» **WHAT IS BEING ASKED**
Tally up the lines below with "contains" in them. Answer with the number only.

» **MATERIAL FOR THIS TASK**
◆ ◆ ◆ ◆ ◆ ◆ ◆

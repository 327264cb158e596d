//! Logging helpers.
//!
//! The handshake deals in a shared password; the wrapper here keeps it
//! out of log output even at debug level.

use std::fmt;

/// A wrapper that redacts its value when displayed, reporting only the
/// byte length.
pub struct Redacted<T>(pub T);

impl<T: AsRef<str>> fmt::Display for Redacted<T> {
    fn fmt(&self, f: &mut fmt::Formatter<'_>) -> fmt::Result {
        write!(f, "[{} bytes redacted]", self.0.as_ref().len())
    }
}

impl<T: AsRef<str>> fmt::Debug for Redacted<T> {
    fn fmt(&self, f: &mut fmt::Formatter<'_>) -> fmt::Result {
        fmt::Display::fmt(self, f)
    }
}
//! Upload directory and file metadata index.
//!
//! The persisted index is the single source of truth for logical
//! metadata (who uploaded what, when, how big); the directory listing is
//! the single source of truth for physical existence. The two are
//! reconciled lazily — on open and on every listing — because uploads
//! and deletions may happen out of band.

use crate::error::{Error, Result};
use chrono::{Duration, Local, NaiveDateTime};
use serde::{Deserialize, Serialize};
use std::collections::HashSet;
use std::path::{Path, PathBuf};
use tokio::sync::Mutex;
use tracing::{debug, info, warn};

/// Stored-filename timestamp prefix, e.g. `20240101_120000_`.
const STAMP_FORMAT: &str = "%Y%m%d_%H%M%S";
/// Human-readable upload time shown to clients.
const TIME_FORMAT: &str = "%Y-%m-%d %H:%M:%S";

/// Metadata for one stored upload.
///
/// Serialized field names are the wire and index format; do not rename.
#[derive(Debug, Clone, Serialize, Deserialize)]
pub struct FileRecord {
    /// Logical filename as supplied by the uploader. Not unique.
    pub filename: String,
    /// On-disk filename, `<YYYYMMDD_HHMMSS>_<filename>`. Unique.
    pub unique_filename: String,
    /// Uploader nickname. May be stale if the uploader disconnected,
    /// `"unknown"` for files found on disk without an index entry.
    pub uploader: String,
    /// Upload time at second resolution.
    pub upload_time: String,
    /// Original (decompressed) size in bytes.
    pub size: u64,
    /// Size of the compressed body as received on the wire.
    pub compressed_size: u64,
}

/// Upload directory plus its sibling JSON index.
pub struct FileStore {
    dir: PathBuf,
    index_path: PathBuf,
    records: Mutex<Vec<FileRecord>>,
}

impl FileStore {
    /// Open the store, creating the upload directory if needed, loading
    /// the persisted index and reconciling it against the directory.
    pub async fn open(dir: impl Into<PathBuf>) -> Result<Self> {
        let dir = dir.into();
        tokio::fs::create_dir_all(&dir)
            .await
            .map_err(|e| Error::Storage(format!("failed to create upload dir: {}", e)))?;

        let index_path = sibling_index_path(&dir);
        let records = match tokio::fs::read(&index_path).await {
            Ok(bytes) => match serde_json::from_slice::<Vec<FileRecord>>(&bytes) {
                Ok(records) => records,
                Err(e) => {
                    warn!(path = ?index_path, error = %e, "Index unreadable, starting empty");
                    Vec::new()
                }
            },
            Err(e) if e.kind() == std::io::ErrorKind::NotFound => Vec::new(),
            Err(e) => return Err(Error::Storage(format!("failed to read index: {}", e))),
        };

        let store = Self {
            dir,
            index_path,
            records: Mutex::new(records),
        };
        store.reconcile().await?;
        Ok(store)
    }

    /// Path of the upload directory.
    pub fn dir(&self) -> &Path {
        &self.dir
    }

    /// Drop every index record whose stored file is no longer on disk,
    /// persisting the index if anything was dropped.
    pub async fn reconcile(&self) -> Result<()> {
        let existing = self.stored_names().await?;
        let mut records = self.records.lock().await;
        let before = records.len();
        records.retain(|r| existing.contains(&r.unique_filename));
        if records.len() != before {
            info!(
                dropped = before - records.len(),
                "Pruned index records for missing files"
            );
            self.persist(&records).await?;
        }
        Ok(())
    }

    /// Produce the client-visible listing: reconcile, then report every
    /// file physically present, synthesizing records (uploader
    /// `"unknown"`) for files the index does not know about. Sorted by
    /// upload time, newest first.
    pub async fn list(&self) -> Result<Vec<FileRecord>> {
        let existing = self.stored_names().await?;
        let mut records = self.records.lock().await;
        let before = records.len();
        records.retain(|r| existing.contains(&r.unique_filename));
        if records.len() != before {
            self.persist(&records).await?;
        }

        let mut out = records.clone();
        let indexed: HashSet<&str> = records.iter().map(|r| r.unique_filename.as_str()).collect();
        for name in &existing {
            if indexed.contains(name.as_str()) {
                continue;
            }
            let size = tokio::fs::metadata(self.dir.join(name))
                .await
                .map(|m| m.len())
                .unwrap_or(0);
            out.push(FileRecord {
                filename: strip_timestamp_prefix(name).to_string(),
                unique_filename: name.clone(),
                uploader: "unknown".to_string(),
                upload_time: time_from_stored_name(name).unwrap_or_default(),
                size,
                compressed_size: 0,
            });
        }
        out.sort_by(|a, b| b.upload_time.cmp(&a.upload_time));
        Ok(out)
    }

    /// Write a completed upload to disk and upsert its record.
    ///
    /// The stored name is derived from the upload timestamp; while the
    /// derived name is already taken (two same-second uploads of the
    /// same logical name) the timestamp is bumped by one second, so
    /// concurrent uploads never clobber each other.
    pub async fn store(
        &self,
        filename: &str,
        uploader: &str,
        data: &[u8],
        compressed_size: u64,
    ) -> Result<FileRecord> {
        let mut records = self.records.lock().await;

        let mut stamp = Local::now().naive_local();
        let unique_filename = loop {
            let candidate = format!("{}_{}", stamp.format(STAMP_FORMAT), filename);
            let taken = records.iter().any(|r| r.unique_filename == candidate)
                || tokio::fs::try_exists(self.dir.join(&candidate))
                    .await
                    .map_err(|e| Error::Storage(e.to_string()))?;
            if !taken {
                break candidate;
            }
            stamp += Duration::seconds(1);
        };

        tokio::fs::write(self.dir.join(&unique_filename), data)
            .await
            .map_err(|e| Error::Storage(format!("failed to write {}: {}", unique_filename, e)))?;

        let record = FileRecord {
            filename: filename.to_string(),
            unique_filename: unique_filename.clone(),
            uploader: uploader.to_string(),
            upload_time: stamp.format(TIME_FORMAT).to_string(),
            size: data.len() as u64,
            compressed_size,
        };

        // Re-upload with the same stored name replaces the prior record.
        records.retain(|r| r.unique_filename != unique_filename);
        records.push(record.clone());
        self.persist(&records).await?;

        debug!(
            file = %record.unique_filename,
            uploader = %record.uploader,
            size = record.size,
            "Stored upload"
        );
        Ok(record)
    }

    /// Read a stored file's bytes. `Ok(None)` when the name is unknown,
    /// not a plain name, or the file is gone.
    pub async fn read(&self, stored_name: &str) -> Result<Option<Vec<u8>>> {
        if !is_plain_name(stored_name) {
            return Ok(None);
        }
        match tokio::fs::read(self.dir.join(stored_name)).await {
            Ok(bytes) => Ok(Some(bytes)),
            Err(e) if e.kind() == std::io::ErrorKind::NotFound => Ok(None),
            Err(e) => Err(Error::Storage(format!(
                "failed to read {}: {}",
                stored_name, e
            ))),
        }
    }

    /// Look up the index record for a stored name, if any.
    pub async fn lookup(&self, stored_name: &str) -> Option<FileRecord> {
        self.records
            .lock()
            .await
            .iter()
            .find(|r| r.unique_filename == stored_name)
            .cloned()
    }

    /// Set of filenames physically present in the upload directory.
    async fn stored_names(&self) -> Result<HashSet<String>> {
        let mut names = HashSet::new();
        let mut entries = tokio::fs::read_dir(&self.dir)
            .await
            .map_err(|e| Error::Storage(format!("failed to list upload dir: {}", e)))?;
        while let Some(entry) = entries
            .next_entry()
            .await
            .map_err(|e| Error::Storage(e.to_string()))?
        {
            let is_file = entry
                .file_type()
                .await
                .map(|t| t.is_file())
                .unwrap_or(false);
            if is_file {
                if let Ok(name) = entry.file_name().into_string() {
                    names.insert(name);
                }
            }
        }
        Ok(names)
    }

    async fn persist(&self, records: &[FileRecord]) -> Result<()> {
        let json = serde_json::to_vec_pretty(records)?;
        tokio::fs::write(&self.index_path, json)
            .await
            .map_err(|e| Error::Storage(format!("failed to write index: {}", e)))
    }
}

/// Index file lives next to the upload directory so it never shows up
/// in the directory listing it is reconciled against.
fn sibling_index_path(dir: &Path) -> PathBuf {
    let name = dir
        .file_name()
        .map(|n| n.to_string_lossy().into_owned())
        .unwrap_or_else(|| "uploads".to_string());
    dir.with_file_name(format!("{}_index.json", name))
}

/// Reject anything that is not a bare filename.
fn is_plain_name(name: &str) -> bool {
    !name.is_empty()
        && name != "."
        && name != ".."
        && !name.contains('/')
        && !name.contains('\\')
}

/// Recover a logical filename from a stored one by stripping the
/// leading `YYYYMMDD_HHMMSS_` prefix. Falls back to stripping a single
/// leading digit group, then to the name as-is.
pub fn strip_timestamp_prefix(stored_name: &str) -> &str {
    let mut parts = stored_name.splitn(3, '_');
    if let (Some(date), Some(time), Some(rest)) = (parts.next(), parts.next(), parts.next()) {
        if date.len() == 8
            && time.len() == 6
            && date.bytes().all(|b| b.is_ascii_digit())
            && time.bytes().all(|b| b.is_ascii_digit())
        {
            return rest;
        }
    }
    match stored_name.split_once('_') {
        Some((head, rest)) if !head.is_empty() && head.bytes().all(|b| b.is_ascii_digit()) => rest,
        _ => stored_name,
    }
}

/// Parse the display timestamp back out of a stored name, if it carries
/// the standard prefix.
fn time_from_stored_name(stored_name: &str) -> Option<String> {
    let (date, rest) = stored_name.split_once('_')?;
    let (time, _) = rest.split_once('_')?;
    let stamp = NaiveDateTime::parse_from_str(&format!("{}_{}", date, time), STAMP_FORMAT).ok()?;
    Some(stamp.format(TIME_FORMAT).to_string())
}
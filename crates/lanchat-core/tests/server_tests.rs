//! End-to-end tests driving a real server over TCP: handshake and
//! authentication, chat fan-out, file listing, upload/download
//! round-trips and index reconciliation.

use lanchat_core::server::{serve, ServerState};
use lanchat_core::transfer::{compress, decompress};
use lanchat_core::ServerConfig;
use std::net::SocketAddr;
use std::time::Duration;
use tempfile::TempDir;
use tokio::io::{AsyncReadExt, AsyncWriteExt};
use tokio::net::TcpStream;

async fn start_server(password: &str, tmp: &TempDir) -> SocketAddr {
    let config = ServerConfig {
        password: password.to_string(),
        upload_dir: tmp.path().join("uploads"),
        password_timeout: Duration::from_millis(200),
        ..Default::default()
    };
    let state = ServerState::new(config).await.expect("server state");
    let listener = tokio::net::TcpListener::bind("127.0.0.1:0")
        .await
        .expect("bind");
    let addr = listener.local_addr().expect("local addr");
    tokio::spawn(serve(listener, state));
    addr
}

/// Test client with a scan buffer, since the protocol has no message
/// delimiters and the server's writes may coalesce on the wire.
struct Client {
    stream: TcpStream,
    buf: Vec<u8>,
}

impl Client {
    async fn connect_raw(addr: SocketAddr) -> Self {
        let stream = TcpStream::connect(addr).await.expect("connect");
        Client {
            stream,
            buf: Vec::new(),
        }
    }

    /// Full handshake, consuming `AUTH_SUCCESS` and the join broadcast.
    async fn connect(addr: SocketAddr, nickname: &str, password: &str) -> Self {
        let mut client = Self::connect_raw(addr).await;
        client.handshake(nickname, password).await;
        client.expect(b"AUTH_SUCCESS").await;
        client
            .expect(format!("{} has joined the chat!", nickname).as_bytes())
            .await;
        client
    }

    async fn handshake(&mut self, nickname: &str, password: &str) {
        self.expect(b"NICK").await;
        self.send(nickname.as_bytes()).await;
        self.expect(b"PASS").await;
        self.send(format!("{:04}", password.len()).as_bytes()).await;
        if !password.is_empty() {
            self.send(password.as_bytes()).await;
        }
    }

    async fn send(&mut self, bytes: &[u8]) {
        self.stream.write_all(bytes).await.expect("send");
    }

    async fn fill(&mut self) {
        let mut chunk = [0u8; 4096];
        let n = self.stream.read(&mut chunk).await.expect("read");
        assert!(n > 0, "server closed the stream unexpectedly");
        self.buf.extend_from_slice(&chunk[..n]);
    }

    /// Assert the next bytes on the stream are exactly `expected`.
    async fn expect(&mut self, expected: &[u8]) {
        while self.buf.len() < expected.len() {
            self.fill().await;
        }
        let got: Vec<u8> = self.buf.drain(..expected.len()).collect();
        assert_eq!(
            got,
            expected,
            "expected {:?}, got {:?}",
            String::from_utf8_lossy(expected),
            String::from_utf8_lossy(&got)
        );
    }

    /// Discard bytes up to and including `needle`.
    async fn skip_until(&mut self, needle: &[u8]) {
        loop {
            if let Some(pos) = self
                .buf
                .windows(needle.len())
                .position(|window| window == needle)
            {
                self.buf.drain(..pos + needle.len());
                return;
            }
            self.fill().await;
        }
    }

    async fn take(&mut self, n: usize) -> Vec<u8> {
        while self.buf.len() < n {
            self.fill().await;
        }
        self.buf.drain(..n).collect()
    }

    /// Scan for a `TAG:<len>:` envelope and return its payload.
    async fn envelope(&mut self, tag: &str) -> Vec<u8> {
        self.skip_until(format!("{}:", tag).as_bytes()).await;
        let mut digits = Vec::new();
        loop {
            let byte = self.take(1).await[0];
            if byte == b':' {
                break;
            }
            assert!(byte.is_ascii_digit(), "bad envelope length byte {}", byte);
            digits.push(byte);
        }
        let len: usize = String::from_utf8(digits)
            .expect("utf8 digits")
            .parse()
            .expect("length");
        self.take(len).await
    }

    async fn upload(&mut self, filename: &str, data: &[u8]) -> usize {
        let compressed = compress(data).expect("compress");
        self.send(format!("UPLOAD_FILE:{}:{}:", filename, compressed.len()).as_bytes())
            .await;
        self.send(&compressed).await;
        compressed.len()
    }

    /// Run the download sequence for `stored_name`, returning the
    /// decompressed bytes.
    async fn download(&mut self, stored_name: &str) -> Vec<u8> {
        self.send(format!("DOWNLOAD_FILE:{}", stored_name).as_bytes())
            .await;
        let info: serde_json::Value =
            serde_json::from_slice(&self.envelope("FILE_INFO").await).expect("file info");
        let clen = info["compressed_size"].as_u64().expect("compressed_size") as usize;

        self.send(b"READY").await;
        self.expect(format!("FILE_DATA_START:{}", clen).as_bytes())
            .await;
        let body = self.take(clen).await;
        self.expect(b"DOWNLOAD_COMPLETE").await;
        decompress(&body).expect("decompress download")
    }
}

#[tokio::test]
async fn auth_accepts_matching_password() {
    let tmp = TempDir::new().expect("tempdir");
    let addr = start_server("secret", &tmp).await;
    let mut client = Client::connect_raw(addr).await;
    client.handshake("alice", "secret").await;
    client.expect(b"AUTH_SUCCESS").await;
}

#[tokio::test]
async fn auth_rejects_wrong_password() {
    let tmp = TempDir::new().expect("tempdir");
    let addr = start_server("secret", &tmp).await;
    let mut client = Client::connect_raw(addr).await;
    client.handshake("mallory", "Secret").await;
    client.expect(b"AUTH_FAILED").await;
}

#[tokio::test]
async fn empty_server_password_accepts_any_client_password() {
    let tmp = TempDir::new().expect("tempdir");
    let addr = start_server("", &tmp).await;
    let mut client = Client::connect_raw(addr).await;
    client.handshake("alice", "anything at all").await;
    client.expect(b"AUTH_SUCCESS").await;
}

#[tokio::test]
async fn zero_length_prefix_means_empty_password() {
    let tmp = TempDir::new().expect("tempdir");
    let addr = start_server("", &tmp).await;
    let mut client = Client::connect_raw(addr).await;
    client.expect(b"NICK").await;
    client.send(b"alice").await;
    client.expect(b"PASS").await;
    client.send(b"0000").await;
    client.expect(b"AUTH_SUCCESS").await;
}

#[tokio::test]
async fn silent_client_times_out_to_empty_password() {
    let tmp = TempDir::new().expect("tempdir");
    let addr = start_server("secret", &tmp).await;
    let mut client = Client::connect_raw(addr).await;
    client.expect(b"NICK").await;
    client.send(b"oldclient").await;
    client.expect(b"PASS").await;
    // Send nothing: after the timeout the password defaults to empty,
    // which does not match a non-empty server password.
    client.expect(b"AUTH_FAILED").await;
}

#[tokio::test]
async fn malformed_password_prefix_is_treated_as_empty() {
    let tmp = TempDir::new().expect("tempdir");
    let addr = start_server("", &tmp).await;
    let mut client = Client::connect_raw(addr).await;
    client.expect(b"NICK").await;
    client.send(b"alice").await;
    client.expect(b"PASS").await;
    // Not a length field: falls back to the empty password, and the
    // bytes are not swallowed.
    client.send(b"abcd").await;
    client.expect(b"AUTH_SUCCESS").await;
    client.expect(b"alice has joined the chat!").await;
    client.expect(b"abcd").await;
}
//! # lanchat Core Library
//!
//! A small real-time chat service that also relays user-uploaded files
//! to every connected participant. The hard part lives here: the
//! per-connection handshake (nickname exchange, optional shared-password
//! authentication), the framed wire protocol that interleaves plain chat
//! broadcast with length-prefixed JSON envelopes and length-prefixed
//! binary file payloads, and the server-side file metadata store that is
//! kept consistent with a shared upload directory under concurrent access.
//!
//! ## Architecture
//!
//! ```text
//! ┌─────────────────────────────────────────┐
//! │            server (accept loop)         │
//! ├─────────────────────────────────────────┤
//! │   session    │     hub     │   store    │
//! ├─────────────────────────────────────────┤
//! │        transfer (gzip pipeline)         │
//! ├─────────────────────────────────────────┤
//! │          protocol (wire framing)        │
//! └─────────────────────────────────────────┘
//! ```
//!
//! One tokio task runs per accepted connection; the hub's session
//! registry and the store's index are the only process-wide mutable
//! state, each behind its own mutex.

#![forbid(unsafe_code)]
#![warn(missing_docs, rust_2018_idioms, clippy::all)]
#![deny(clippy::unwrap_used, clippy::expect_used)]

pub mod config;
pub mod error;
pub mod hub;
pub mod logging;
pub mod protocol;
pub mod server;
pub mod session;
pub mod store;
pub mod transfer;

pub use config::ServerConfig;
pub use error::{Error, Result};

/// Library version
pub const VERSION: &str = env!("CARGO_PKG_VERSION");

/// Chunk size for file payload reads and writes (64 KiB).
pub const DEFAULT_BUFFER_SIZE: usize = 65536;

/// Upper bound on a single line-frame read.
///
/// The wire protocol is not delimiter-based: one read returns up to this
/// many bytes and readers re-synchronize on command prefixes and embedded
/// length fields.
pub const MAX_LINE_READ: usize = 65536;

◆ ◆ ◆ ◆ ◆ ◆ ◆

» **RESULT FOR THIS TASK**
5